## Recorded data
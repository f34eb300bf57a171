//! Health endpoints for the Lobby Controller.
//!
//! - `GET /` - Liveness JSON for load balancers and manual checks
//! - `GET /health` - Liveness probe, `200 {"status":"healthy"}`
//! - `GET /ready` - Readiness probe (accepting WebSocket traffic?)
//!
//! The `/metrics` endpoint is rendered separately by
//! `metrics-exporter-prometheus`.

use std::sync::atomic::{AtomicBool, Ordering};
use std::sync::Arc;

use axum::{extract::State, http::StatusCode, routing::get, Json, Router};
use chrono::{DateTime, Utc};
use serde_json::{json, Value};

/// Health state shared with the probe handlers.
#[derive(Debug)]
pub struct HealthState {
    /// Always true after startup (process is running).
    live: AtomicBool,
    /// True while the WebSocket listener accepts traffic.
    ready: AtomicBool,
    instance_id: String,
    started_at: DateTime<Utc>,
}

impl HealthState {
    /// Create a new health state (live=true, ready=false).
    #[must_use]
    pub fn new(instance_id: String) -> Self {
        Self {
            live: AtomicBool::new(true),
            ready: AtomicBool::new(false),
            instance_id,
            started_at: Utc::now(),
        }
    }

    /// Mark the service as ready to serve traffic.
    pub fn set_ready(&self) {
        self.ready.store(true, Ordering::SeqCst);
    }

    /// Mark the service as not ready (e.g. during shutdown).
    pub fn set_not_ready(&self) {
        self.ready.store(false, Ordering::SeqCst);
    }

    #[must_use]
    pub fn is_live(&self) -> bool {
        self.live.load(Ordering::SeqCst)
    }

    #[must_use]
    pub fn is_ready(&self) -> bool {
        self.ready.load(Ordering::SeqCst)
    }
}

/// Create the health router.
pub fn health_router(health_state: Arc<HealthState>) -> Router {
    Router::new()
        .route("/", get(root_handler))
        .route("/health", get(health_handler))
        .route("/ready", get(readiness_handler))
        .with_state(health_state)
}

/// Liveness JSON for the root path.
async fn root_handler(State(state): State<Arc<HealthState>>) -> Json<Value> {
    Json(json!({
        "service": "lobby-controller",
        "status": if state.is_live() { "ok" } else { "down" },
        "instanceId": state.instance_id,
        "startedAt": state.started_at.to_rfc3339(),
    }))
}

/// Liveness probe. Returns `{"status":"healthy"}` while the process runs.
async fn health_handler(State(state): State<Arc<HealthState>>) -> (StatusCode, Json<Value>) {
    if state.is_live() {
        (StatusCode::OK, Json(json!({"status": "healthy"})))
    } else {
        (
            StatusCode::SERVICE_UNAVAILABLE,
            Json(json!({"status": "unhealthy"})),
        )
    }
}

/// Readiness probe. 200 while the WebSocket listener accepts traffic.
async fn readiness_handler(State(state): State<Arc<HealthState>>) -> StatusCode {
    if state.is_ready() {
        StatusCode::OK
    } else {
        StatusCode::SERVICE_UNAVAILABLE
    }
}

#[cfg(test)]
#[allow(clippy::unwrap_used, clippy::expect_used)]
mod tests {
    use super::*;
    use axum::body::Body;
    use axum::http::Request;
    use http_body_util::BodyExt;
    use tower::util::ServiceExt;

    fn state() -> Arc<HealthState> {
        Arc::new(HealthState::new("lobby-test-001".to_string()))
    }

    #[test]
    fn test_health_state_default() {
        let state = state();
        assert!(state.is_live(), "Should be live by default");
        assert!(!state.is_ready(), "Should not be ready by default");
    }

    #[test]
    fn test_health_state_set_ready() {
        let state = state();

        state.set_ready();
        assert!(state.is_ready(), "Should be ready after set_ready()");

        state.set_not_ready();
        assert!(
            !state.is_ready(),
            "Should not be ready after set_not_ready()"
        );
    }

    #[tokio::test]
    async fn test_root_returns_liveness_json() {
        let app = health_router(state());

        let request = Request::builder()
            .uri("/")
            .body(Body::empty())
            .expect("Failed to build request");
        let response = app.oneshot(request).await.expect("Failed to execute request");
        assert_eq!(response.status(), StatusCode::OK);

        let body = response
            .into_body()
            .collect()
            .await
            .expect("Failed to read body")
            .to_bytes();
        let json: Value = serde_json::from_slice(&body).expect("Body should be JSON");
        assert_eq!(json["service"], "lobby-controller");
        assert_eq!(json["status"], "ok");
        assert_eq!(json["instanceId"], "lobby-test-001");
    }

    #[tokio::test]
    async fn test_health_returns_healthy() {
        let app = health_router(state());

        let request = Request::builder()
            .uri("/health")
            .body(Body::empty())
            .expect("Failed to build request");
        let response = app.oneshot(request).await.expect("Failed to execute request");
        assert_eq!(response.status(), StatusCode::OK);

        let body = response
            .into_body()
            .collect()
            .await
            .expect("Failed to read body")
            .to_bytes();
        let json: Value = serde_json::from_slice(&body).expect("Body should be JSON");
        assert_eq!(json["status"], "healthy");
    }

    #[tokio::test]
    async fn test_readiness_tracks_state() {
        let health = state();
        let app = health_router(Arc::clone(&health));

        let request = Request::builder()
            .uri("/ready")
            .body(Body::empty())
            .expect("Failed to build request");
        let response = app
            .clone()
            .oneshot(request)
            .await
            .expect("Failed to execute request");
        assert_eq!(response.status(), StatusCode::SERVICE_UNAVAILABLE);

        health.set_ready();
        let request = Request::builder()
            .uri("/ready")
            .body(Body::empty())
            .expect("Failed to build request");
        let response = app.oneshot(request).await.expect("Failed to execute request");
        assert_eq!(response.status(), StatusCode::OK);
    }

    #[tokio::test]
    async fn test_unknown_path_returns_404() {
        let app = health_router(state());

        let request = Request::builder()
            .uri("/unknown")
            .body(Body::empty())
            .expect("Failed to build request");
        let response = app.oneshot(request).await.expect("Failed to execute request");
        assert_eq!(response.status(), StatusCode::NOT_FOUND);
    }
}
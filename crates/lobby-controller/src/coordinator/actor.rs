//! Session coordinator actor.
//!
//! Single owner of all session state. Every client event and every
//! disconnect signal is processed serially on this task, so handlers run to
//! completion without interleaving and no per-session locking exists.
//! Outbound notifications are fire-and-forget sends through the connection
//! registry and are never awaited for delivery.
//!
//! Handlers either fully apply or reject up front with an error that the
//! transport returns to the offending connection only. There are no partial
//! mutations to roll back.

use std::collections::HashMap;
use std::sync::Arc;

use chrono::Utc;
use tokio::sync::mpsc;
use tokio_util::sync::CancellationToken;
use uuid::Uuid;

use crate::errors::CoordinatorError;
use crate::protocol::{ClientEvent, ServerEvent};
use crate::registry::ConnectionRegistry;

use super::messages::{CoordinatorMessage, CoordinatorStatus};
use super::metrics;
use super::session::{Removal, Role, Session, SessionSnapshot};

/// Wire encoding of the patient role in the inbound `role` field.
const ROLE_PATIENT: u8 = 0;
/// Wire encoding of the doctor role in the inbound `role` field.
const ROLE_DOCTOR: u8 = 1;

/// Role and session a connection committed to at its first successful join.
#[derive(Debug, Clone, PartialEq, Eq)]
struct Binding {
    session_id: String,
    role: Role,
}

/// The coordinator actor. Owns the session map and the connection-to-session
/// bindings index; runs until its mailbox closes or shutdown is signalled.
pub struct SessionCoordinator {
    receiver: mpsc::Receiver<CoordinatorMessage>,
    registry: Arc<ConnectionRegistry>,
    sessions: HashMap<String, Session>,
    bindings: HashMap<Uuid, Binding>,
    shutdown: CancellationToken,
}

## EXERCISE DIRECTIONS
Exactly as given, restate all the lines above.

## SOLUTION FOR THIS TASK
repository f34eb300bf57a171
//! Health endpoints for the Lobby Controller.
//!
//! - `GET /` - Liveness JSON for load balancers and manual checks
//! - `GET /health` - Liveness probe, `200 {"status":"healthy"}`
//! - `GET /ready` - Readiness probe (accepting WebSocket traffic?)
//!
//! The `/metrics` endpoint is rendered separately by
//! `metrics-exporter-prometheus`.

use std::sync::atomic::{AtomicBool, Ordering};
use std::sync::Arc;

use axum::{extract::State, http::StatusCode, routing::get, Json, Router};
use chrono::{DateTime, Utc};
use serde_json::{json, Value};

/// Health state shared with the probe handlers.
#[derive(Debug)]
pub struct HealthState {
    /// Always true after startup (process is running).
    live: AtomicBool,
    /// True while the WebSocket listener accepts traffic.
    ready: AtomicBool,
    instance_id: String,
    started_at: DateTime<Utc>,
}

impl HealthState {
    /// Create a new health state (live=true, ready=false).
    #[must_use]
    pub fn new(instance_id: String) -> Self {
        Self {
            live: AtomicBool::new(true),
            ready: AtomicBool::new(false),
            instance_id,
            started_at: Utc::now(),
        }
    }

    /// Mark the service as ready to serve traffic.
    pub fn set_ready(&self) {
        self.ready.store(true, Ordering::SeqCst);
    }

    /// Mark the service as not ready (e.g. during shutdown).
    pub fn set_not_ready(&self) {
        self.ready.store(false, Ordering::SeqCst);
    }

    #[must_use]
    pub fn is_live(&self) -> bool {
        self.live.load(Ordering::SeqCst)
    }

    #[must_use]
    pub fn is_ready(&self) -> bool {
        self.ready.load(Ordering::SeqCst)
    }
}

/// Create the health router.
pub fn health_router(health_state: Arc<HealthState>) -> Router {
    Router::new()
        .route("/", get(root_handler))
        .route("/health", get(health_handler))
        .route("/ready", get(readiness_handler))
        .with_state(health_state)
}

/// Liveness JSON for the root path.
async fn root_handler(State(state): State<Arc<HealthState>>) -> Json<Value> {
    Json(json!({
        "service": "lobby-controller",
        "status": if state.is_live() { "ok" } else { "down" },
        "instanceId": state.instance_id,
        "startedAt": state.started_at.to_rfc3339(),
    }))
}

/// Liveness probe. Returns `{"status":"healthy"}` while the process runs.
async fn health_handler(State(state): State<Arc<HealthState>>) -> (StatusCode, Json<Value>) {
    if state.is_live() {
        (StatusCode::OK, Json(json!({"status": "healthy"})))
    } else {
        (
            StatusCode::SERVICE_UNAVAILABLE,
            Json(json!({"status": "unhealthy"})),
        )
    }
}

/// Readiness probe. 200 while the WebSocket listener accepts traffic.
async fn readiness_handler(State(state): State<Arc<HealthState>>) -> StatusCode {
    if state.is_ready() {
        StatusCode::OK
    } else {
        StatusCode::SERVICE_UNAVAILABLE
    }
}

#[cfg(test)]
#[allow(clippy::unwrap_used, clippy::expect_used)]
mod tests {
    use super::*;
    use axum::body::Body;
    use axum::http::Request;
    use http_body_util::BodyExt;
    use tower::util::ServiceExt;

    fn state() -> Arc<HealthState> {
        Arc::new(HealthState::new("lobby-test-001".to_string()))
    }

    #[test]
    fn test_health_state_default() {
        let state = state();
        assert!(state.is_live(), "Should be live by default");
        assert!(!state.is_ready(), "Should not be ready by default");
    }

    #[test]
    fn test_health_state_set_ready() {
        let state = state();

        state.set_ready();
        assert!(state.is_ready(), "Should be ready after set_ready()");

        state.set_not_ready();
        assert!(
            !state.is_ready(),
            "Should not be ready after set_not_ready()"
        );
    }

    #[tokio::test]
    async fn test_root_returns_liveness_json() {
        let app = health_router(state());

        let request = Request::builder()
            .uri("/")
            .body(Body::empty())
            .expect("Failed to build request");
        let response = app.oneshot(request).await.expect("Failed to execute request");
        assert_eq!(response.status(), StatusCode::OK);

        let body = response
            .into_body()
            .collect()
            .await
            .expect("Failed to read body")
            .to_bytes();
        let json: Value = serde_json::from_slice(&body).expect("Body should be JSON");
        assert_eq!(json["service"], "lobby-controller");
        assert_eq!(json["status"], "ok");
        assert_eq!(json["instanceId"], "lobby-test-001");
    }

    #[tokio::test]
    async fn test_health_returns_healthy() {
        let app = health_router(state());

        let request = Request::builder()
            .uri("/health")
            .body(Body::empty())
            .expect("Failed to build request");
        let response = app.oneshot(request).await.expect("Failed to execute request");
        assert_eq!(response.status(), StatusCode::OK);

        let body = response
            .into_body()
            .collect()
            .await
            .expect("Failed to read body")
            .to_bytes();
        let json: Value = serde_json::from_slice(&body).expect("Body should be JSON");
        assert_eq!(json["status"], "healthy");
    }

    #[tokio::test]
    async fn test_readiness_tracks_state() {
        let health = state();
        let app = health_router(Arc::clone(&health));

        let request = Request::builder()
            .uri("/ready")
            .body(Body::empty())
            .expect("Failed to build request");
        let response = app
            .clone()
            .oneshot(request)
            .await
            .expect("Failed to execute request");
        assert_eq!(response.status(), StatusCode::SERVICE_UNAVAILABLE);

        health.set_ready();
        let request = Request::builder()
            .uri("/ready")
            .body(Body::empty())
            .expect("Failed to build request");
        let response = app.oneshot(request).await.expect("Failed to execute request");
        assert_eq!(response.status(), StatusCode::OK);
    }

    #[tokio::test]
    async fn test_unknown_path_returns_404() {
        let app = health_router(state());

        let request = Request::builder()
            .uri("/unknown")
            .body(Body::empty())
            .expect("Failed to build request");
        let response = app.oneshot(request).await.expect("Failed to execute request");
        assert_eq!(response.status(), StatusCode::NOT_FOUND);
    }
}
filename crates/lobby-controller/src/coordinator/actor.rs
//! Session coordinator actor.
//!
//! Single owner of all session state. Every client event and every
//! disconnect signal is processed serially on this task, so handlers run to
//! completion without interleaving and no per-session locking exists.
//! Outbound notifications are fire-and-forget sends through the connection
//! registry and are never awaited for delivery.
//!
//! Handlers either fully apply or reject up front with an error that the
//! transport returns to the offending connection only. There are no partial
//! mutations to roll back.

use std::collections::HashMap;
use std::sync::Arc;

use chrono::Utc;
use tokio::sync::mpsc;
use tokio_util::sync::CancellationToken;
use uuid::Uuid;

use crate::errors::CoordinatorError;
use crate::protocol::{ClientEvent, ServerEvent};
use crate::registry::ConnectionRegistry;

use super::messages::{CoordinatorMessage, CoordinatorStatus};
use super::metrics;
use super::session::{Removal, Role, Session, SessionSnapshot};

/// Wire encoding of the patient role in the inbound `role` field.
const ROLE_PATIENT: u8 = 0;
/// Wire encoding of the doctor role in the inbound `role` field.
const ROLE_DOCTOR: u8 = 1;

/// Role and session a connection committed to at its first successful join.
#[derive(Debug, Clone, PartialEq, Eq)]
struct Binding {
    session_id: String,
    role: Role,
}

/// The coordinator actor. Owns the session map and the connection-to-session
/// bindings index; runs until its mailbox closes or shutdown is signalled.
pub struct SessionCoordinator {
    receiver: mpsc::Receiver<CoordinatorMessage>,
    registry: Arc<ConnectionRegistry>,
    sessions: HashMap<String, Session>,
    bindings: HashMap<Uuid, Binding>,
    shutdown: CancellationToken,
}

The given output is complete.